By Michelle Froese | October 10, 2016

Wind turbines near Dwight, Illinois along Illinois Route 47

The CSL research team aims to devise a method that lets individual wind turbines perform well in unstable conditions while still maximizing the performance of the overall wind farm.

The intermittent nature of wind and its affect on the performance of a network of wind turbines has peaked the interest of Coordinated Science Laboratory (CSL) researchers at the University of Illinois. They have put together a team to investigate the ways turbine networks communicate and collaborate in the face of adverse conditions, with support of a grant from the National Science Foundation (NSF).

NSF granted $500,000 as part of their Design of Network Dynamics for Strategic Team-Competition for a project that ultimately aims to boost the efficiency of wind turbines. The CSL team, led by Professors Carolyn Beck, Angelia Nedich, and Alex Olshevsky plan to create a method that lets each unit to perform well individually, even in unstable conditions, while maximizing output as a group.

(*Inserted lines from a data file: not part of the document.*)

use crate::domain::a002_sku::aggregate::Sku;
use chrono::{Datelike, NaiveDate};
use serde::{Deserialize, Serialize};
use std::collections::BTreeMap;

/// Price movement of a grid row relative to the row immediately before it in
/// the grouped-and-flattened sequence.
#[derive(Debug, Clone, Copy, PartialEq, Eq, Serialize, Deserialize)]
pub enum PriceChange {
    Increase,
    Decrease,
    NoChange,
}

impl PriceChange {
    pub fn as_str(&self) -> &'static str {
        match self {
            PriceChange::Increase => "Increase",
            PriceChange::Decrease => "Decrease",
            PriceChange::NoChange => "No Change",
        }
    }
}

/// GM% banding used by the grid cell styling.
#[derive(Debug, Clone, Copy, PartialEq, Eq)]
pub enum GmBand {
    /// >= 40%
    Healthy,
    /// >= 10%
    Moderate,
    /// > 5%
    Thin,
    /// everything else
    Critical,
}

impl GmBand {
    pub fn for_percent(gm_percent: f64) -> Self {
        if gm_percent >= 40.0 {
            GmBand::Healthy
        } else if gm_percent >= 10.0 {
            GmBand::Moderate
        } else if gm_percent > 5.0 {
            GmBand::Thin
        } else {
            GmBand::Critical
        }
    }

    pub fn css_class(&self) -> &'static str {
        match self {
            GmBand::Healthy => "gm-band--healthy",
            GmBand::Moderate => "gm-band--moderate",
            GmBand::Thin => "gm-band--thin",
            GmBand::Critical => "gm-band--critical",
        }
    }
}

/// Week bucket of a date stamp: day-of-year based, `ceil(dayOfYear / 7)`.
/// Unparseable stamps bucket under week 0.
pub fn week_number(date_added: &str) -> u32 {
    match NaiveDate::parse_from_str(date_added, "%Y-%m-%d") {
        Ok(date) => (date.ordinal() + 6) / 7,
        Err(_) => 0,
    }
}

/// One row of the planning grid.
#[derive(Debug, Clone, PartialEq)]
pub struct PlanningRow {
    pub week: u32,
    pub price_change: PriceChange,
    pub sku: Sku,
}

/// Build the grid rows: group by week number, keep insertion order within
/// each group, flatten in week order, then classify each row's price against
/// the immediately preceding row of the flattened sequence.
///
/// The comparison is positional across the whole flattened list, so it
/// crosses week boundaries at group edges; the first row overall has no
/// predecessor and is always "No Change".
pub fn build_rows(skus: &[Sku]) -> Vec<PlanningRow> {
    let mut groups: BTreeMap<u32, Vec<&Sku>> = BTreeMap::new();
    for sku in skus {
        groups.entry(week_number(&sku.date_added)).or_default().push(sku);
    }

    let mut rows = Vec::with_capacity(skus.len());
    let mut prev_price: Option<f64> = None;
    for (week, members) in groups {
        for sku in members {
            let price_change = match prev_price {
                None => PriceChange::NoChange,
                Some(prev) if sku.price > prev => PriceChange::Increase,
                Some(prev) if sku.price < prev => PriceChange::Decrease,
                Some(_) => PriceChange::NoChange,
            };
            prev_price = Some(sku.price);
            rows.push(PlanningRow {
                week,
                price_change,
                sku: sku.clone(),
            });
        }
    }
    rows
}

#[cfg(test)]
mod tests {
    use super::*;

    fn sku(id: &str, date: &str, price: f64) -> Sku {
        Sku::new_with_id(
            id.into(),
            date.into(),
            "Downtown".into(),
            format!("SKU-{id}"),
            price,
            1.0,
            1.0,
        )
        .unwrap()
    }

    #[test]
    fn week_number_is_day_of_year_based() {
        assert_eq!(week_number("2024-01-01"), 1);
        assert_eq!(week_number("2024-01-07"), 1);
        assert_eq!(week_number("2024-01-08"), 2);
        assert_eq!(week_number("2024-12-31"), 53);
    }

    #[test]
    fn unparseable_dates_bucket_under_week_zero() {
        assert_eq!(week_number("not-a-date"), 0);
        assert_eq!(week_number(""), 0);
    }

    #[test]
    fn classifies_the_documented_sequence() {
        // Prices [10, 12, 12, 9] inside one flattened group.
        let skus = vec![
            sku("1", "2024-01-01", 10.0),
            sku("2", "2024-01-02", 12.0),
            sku("3", "2024-01-03", 12.0),
            sku("4", "2024-01-04", 9.0),
        ];
        let rows = build_rows(&skus);
        let changes: Vec<&str> = rows.iter().map(|r| r.price_change.as_str()).collect();
        assert_eq!(changes, vec!["No Change", "Increase", "No Change", "Decrease"]);
    }

    #[test]
    fn comparison_crosses_week_boundaries() {
        let skus = vec![
            sku("1", "2024-01-01", 10.0), // week 1
            sku("2", "2024-01-10", 8.0),  // week 2
        ];
        let rows = build_rows(&skus);
        assert_eq!(rows[0].week, 1);
        assert_eq!(rows[1].week, 2);
        // First row of week 2 is compared against the last row of week 1.
        assert_eq!(rows[1].price_change, PriceChange::Decrease);
    }

    #[test]
    fn groups_order_by_week_but_keep_insertion_order_inside() {
        let skus = vec![
            sku("1", "2024-01-10", 5.0), // week 2
            sku("2", "2024-01-01", 7.0), // week 1
            sku("3", "2024-01-11", 6.0), // week 2
        ];
        let rows = build_rows(&skus);
        let ids: Vec<&str> = rows.iter().map(|r| r.sku.id.as_str()).collect();
        // Week 1 group first, then week 2 in insertion order.
        assert_eq!(ids, vec!["2", "1", "3"]);
        assert_eq!(rows[1].price_change, PriceChange::Decrease); // 5 after 7
        assert_eq!(rows[2].price_change, PriceChange::Increase); // 6 after 5
    }

    #[test]
    fn gm_banding_thresholds() {
        assert_eq!(GmBand::for_percent(40.0), GmBand::Healthy);
        assert_eq!(GmBand::for_percent(39.99), GmBand::Moderate);
        assert_eq!(GmBand::for_percent(10.0), GmBand::Moderate);
        assert_eq!(GmBand::for_percent(9.0), GmBand::Thin);
        assert_eq!(GmBand::for_percent(5.0), GmBand::Critical);
        assert_eq!(GmBand::for_percent(-20.0), GmBand::Critical);
    }
}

“Wind turbines work in a team to produce electricity,” said Beck, an associate professor of industrial and enterprise systems. “We want to figure out ways to group them, set their blade angles and rotation speeds, so that we’re maximizing power output even given the nature of the wind blowing different ways, at different times, and at different speeds.”

Since the grant started earlier this year, graduate student Lucas Buccafusca has looked at the dynamics of wind-turbine systems, developing techniques that capitalize on the symmetry of the systems to maximize power output — assuming the wind is the same. Future work will focus on intermittent wind power.

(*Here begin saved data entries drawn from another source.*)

//! Sidebar with grouped navigation entries. Clicking an entry opens (or
//! activates) the matching screen tab.

use crate::layout::global_context::AppGlobalContext;
use crate::layout::tabs::tab_label_for_key;
use crate::shared::icons::icon;
use leptos::prelude::*;

#[derive(Clone, Debug, PartialEq)]
struct MenuGroup {
    id: &'static str,
    label: &'static str,
    items: Vec<(&'static str, &'static str)>, // (key, icon)
}

fn get_menu_groups() -> Vec<MenuGroup> {
    vec![
        MenuGroup {
            id: "references",
            label: "References",
            items: vec![("a001_store", "store"), ("a002_sku", "package")],
        },
        MenuGroup {
            id: "planning",
            label: "Planning",
            items: vec![("p900_planning_grid", "grid")],
        },
        MenuGroup {
            id: "dashboards",
            label: "Dashboards",
            items: vec![
                ("d400_weekly_performance", "bar-chart"),
                ("d401_gross_margin", "percent"),
            ],
        },
        MenuGroup {
            id: "operations",
            label: "Operations",
            items: vec![("u501_import_from_excel", "import")],
        },
    ]
}

#[component]
pub fn Sidebar() -> impl IntoView {
    let ctx = use_context::<AppGlobalContext>().expect("AppGlobalContext context not found");

    view! {
        <nav class="sidebar">
            {get_menu_groups().into_iter().map(|group| {
                view! {
                    <div class="sidebar__group" data-group-id=group.id>
                        <div class="sidebar__group-label">{group.label}</div>
                        <ul class="sidebar__items">
                            {group.items.into_iter().map(|(key, icon_name)| {
                                let label = tab_label_for_key(key);
                                view! {
                                    <li class="sidebar__item">
                                        <button
                                            class="sidebar__link"
                                            class:sidebar__link--active=move || {
                                                ctx.active.get().as_deref() == Some(key)
                                            }
                                            on:click=move |_| ctx.open_tab(key, label)
                                        >
                                            {icon(icon_name)}
                                            <span>{label}</span>
                                        </button>
                                    </li>
                                }
                            }).collect_view()}
                        </ul>
                    </div>
                }
            }).collect_view()}
        </nav>
    }
}
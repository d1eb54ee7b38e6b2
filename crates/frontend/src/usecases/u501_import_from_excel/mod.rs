pub mod view;

pub use view::ImportFromExcelPage;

“It is pretty complicated—each rotating blade creates a downstream wake and every turbine faces the problem of setting an appropriate rotation speed under complex interactions,” said Olshevsky. “The problem is to determine rotation speeds for the individual turbines that maximize the total energy from the wind, while dealing with the wake effects from neighboring turbines and unpredictable variations in the speed and direction of the wind.”

This work applies to many other systems, including the power grid, traffic networks, environmental monitoring networks, and more.

“We’re trying to make the dynamic systems communicate optimally and with the minimum amount of energy, in the face of uncertainty and disturbances,” said Nedich.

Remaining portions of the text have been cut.